§ REQUIRED ACTION
Return every record verbatim.

§ GIVEN RECORDS

use std::{
    fs::File,
    io::{self, BufRead, BufReader, BufWriter, Write},
    path::PathBuf,
    time::Instant,
};

use anyhow::{Context, Result};
use bagofwaves::{
    backend::DefaultEvaluator,
    config::{DescriptorConfig, EnergyGrid},
    molden::MoldenFile,
    Descriptor,
};
use clap::Parser;

/// Samples the orbitals of an unrestricted Q-Chem calculation on the van der
/// Waals surface of the molecule, resolved over an energy grid.
#[derive(Parser, Debug)]
#[command(version, about, long_about = None)]
struct Args {
    /// The Q-Chem output to read, plain or gzip compressed, or `-` for
    /// standard input
    input: PathBuf,

    /// JSON file with the energy grid, smoothing width and surface settings
    #[arg(long, short)]
    config: Option<PathBuf>,

    /// Lowest energy of the grid, in Hartree
    #[arg(long, allow_hyphen_values = true)]
    e_min: Option<f64>,

    /// Highest energy of the grid, in Hartree
    #[arg(long, allow_hyphen_values = true)]
    e_max: Option<f64>,

    /// Number of grid energies
    #[arg(long)]
    points: Option<usize>,

    /// Width of the energy smoothing
    #[arg(long)]
    sigma: Option<f64>,

    /// Treat the input as a bare Molden file instead of a Q-Chem log
    #[arg(long)]
    molden: bool,

    /// Where to write the descriptor; standard output if omitted
    #[arg(long, short)]
    output: Option<PathBuf>,

    #[arg(long, short)]
    verbose: bool,
}

impl Args {
    fn config(&self) -> Result<DescriptorConfig> {
        let mut config = match &self.config {
            Some(path) => DescriptorConfig::load(path)
                .with_context(|| format!("failed to load config {}", path.display()))?,
            None => DescriptorConfig::default(),
        };

        if self.e_min.is_some() || self.e_max.is_some() || self.points.is_some() {
            let (start, stop, points) = match config.energy_grid {
                EnergyGrid::Linspace {
                    start,
                    stop,
                    points,
                } => (start, stop, points),
                EnergyGrid::Explicit(ref energies) => (
                    energies.first().copied().unwrap_or(-20.0),
                    energies.last().copied().unwrap_or(2.0),
                    energies.len(),
                ),
            };
            config.energy_grid = EnergyGrid::Linspace {
                start: self.e_min.unwrap_or(start),
                stop: self.e_max.unwrap_or(stop),
                points: self.points.unwrap_or(points),
            };
        }
        if let Some(sigma) = self.sigma {
            config.smoothing_width = sigma;
        }

        Ok(config)
    }

    fn reader(&self) -> Result<Box<dyn BufRead>> {
        if self.input.as_os_str() == "-" {
            return Ok(Box::new(io::stdin().lock()));
        }

        let file = File::open(&self.input)
            .with_context(|| format!("failed to open {}", self.input.display()))?;
        Ok(Box::new(BufReader::new(file)))
    }
}

fn main() -> Result<()> {
    let args = Args::parse();

    if args.verbose && std::env::var_os("RUST_LOG").is_none() {
        pretty_env_logger::formatted_builder()
            .filter_level(log::LevelFilter::Debug)
            .init();
    } else {
        pretty_env_logger::init();
    }

    let config = args.config()?;
    let energy_grid = config.energy_grid.energies();
    log::debug!("energy grid: {energy_grid:.3?}");

    let start = Instant::now();
    let reader = args.reader()?;
    let molden = if args.molden {
        MoldenFile::from_reader(reader)
    } else {
        MoldenFile::from_log(reader)
    }
    .with_context(|| format!("failed to parse {}", args.input.display()))?;

    let descriptor = Descriptor::compute(
        &molden,
        &energy_grid,
        config.smoothing_width,
        &DefaultEvaluator::default(),
        &config.surface,
    )?;
    log::info!(
        "computed {} x {} descriptor in {:0.2?}",
        descriptor.n_points(),
        energy_grid.len(),
        start.elapsed()
    );

    match &args.output {
        Some(path) => descriptor
            .save(path)
            .map_err(|err| anyhow::anyhow!("{err}"))
            .with_context(|| format!("failed to write {}", path.display()))?,
        None => {
            let mut stdout = BufWriter::new(io::stdout().lock());
            serde_json::to_writer(&mut stdout, &descriptor)?;
            writeln!(stdout)?;
        }
    }

    Ok(())
}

§ EXERCISE ANSWER
use std::{
    fs::File,
    io::{self, BufRead, BufReader, BufWriter, Write},
    path::PathBuf,
    time::Instant,
};

use anyhow::{Context, Result};
use bagofwaves::{
    backend::DefaultEvaluator,
    config::{DescriptorConfig, EnergyGrid},
    molden::MoldenFile,
    Descriptor,
};
use clap::Parser;

/// Samples the orbitals of an unrestricted Q-Chem calculation on the van der
/// Waals surface of the molecule, resolved over an energy grid.
#[derive(Parser, Debug)]
#[command(version, about, long_about = None)]
struct Args {
    /// The Q-Chem output to read, plain or gzip compressed, or `-` for
    /// standard input
    input: PathBuf,

    /// JSON file with the energy grid, smoothing width and surface settings
    #[arg(long, short)]
    config: Option<PathBuf>,

    /// Lowest energy of the grid, in Hartree
    #[arg(long, allow_hyphen_values = true)]
    e_min: Option<f64>,

    /// Highest energy of the grid, in Hartree
    #[arg(long, allow_hyphen_values = true)]
    e_max: Option<f64>,

    /// Number of grid energies
    #[arg(long)]
    points: Option<usize>,

    /// Width of the energy smoothing
    #[arg(long)]
    sigma: Option<f64>,

    /// Treat the input as a bare Molden file instead of a Q-Chem log
    #[arg(long)]
    molden: bool,

    /// Where to write the descriptor; standard output if omitted
    #[arg(long, short)]
    output: Option<PathBuf>,

    #[arg(long, short)]
    verbose: bool,
}

impl Args {
    fn config(&self) -> Result<DescriptorConfig> {
        let mut config = match &self.config {
            Some(path) => DescriptorConfig::load(path)
                .with_context(|| format!("failed to load config {}", path.display()))?,
            None => DescriptorConfig::default(),
        };

        if self.e_min.is_some() || self.e_max.is_some() || self.points.is_some() {
            let (start, stop, points) = match config.energy_grid {
                EnergyGrid::Linspace {
                    start,
                    stop,
                    points,
                } => (start, stop, points),
                EnergyGrid::Explicit(ref energies) => (
                    energies.first().copied().unwrap_or(-20.0),
                    energies.last().copied().unwrap_or(2.0),
                    energies.len(),
                ),
            };
            config.energy_grid = EnergyGrid::Linspace {
                start: self.e_min.unwrap_or(start),
                stop: self.e_max.unwrap_or(stop),
                points: self.points.unwrap_or(points),
            };
        }
        if let Some(sigma) = self.sigma {
            config.smoothing_width = sigma;
        }

        Ok(config)
    }

    fn reader(&self) -> Result<Box<dyn BufRead>> {
        if self.input.as_os_str() == "-" {
            return Ok(Box::new(io::stdin().lock()));
        }

        let file = File::open(&self.input)
            .with_context(|| format!("failed to open {}", self.input.display()))?;
        Ok(Box::new(BufReader::new(file)))
    }
}

fn main() -> Result<()> {
    let args = Args::parse();

    if args.verbose && std::env::var_os("RUST_LOG").is_none() {
        pretty_env_logger::formatted_builder()
            .filter_level(log::LevelFilter::Debug)
            .init();
    } else {
        pretty_env_logger::init();
    }

    let config = args.config()?;
    let energy_grid = config.energy_grid.energies();
    log::debug!("energy grid: {energy_grid:.3?}");

    let start = Instant::now();
    let reader = args.reader()?;
    let molden = if args.molden {
        MoldenFile::from_reader(reader)
    } else {
        MoldenFile::from_log(reader)
    }
    .with_context(|| format!("failed to parse {}", args.input.display()))?;

    let descriptor = Descriptor::compute(
        &molden,
        &energy_grid,
        config.smoothing_width,
        &DefaultEvaluator::default(),
        &config.surface,
    )?;
    log::info!(
        "computed {} x {} descriptor in {:0.2?}",
        descriptor.n_points(),
        energy_grid.len(),
        start.elapsed()
    );

    match &args.output {
        Some(path) => descriptor
            .save(path)
            .map_err(|err| anyhow::anyhow!("{err}"))
            .with_context(|| format!("failed to write {}", path.display()))?,
        None => {
            let mut stdout = BufWriter::new(io::stdout().lock());
            serde_json::to_writer(&mut stdout, &descriptor)?;
            writeln!(stdout)?;
        }
    }

    Ok(())
}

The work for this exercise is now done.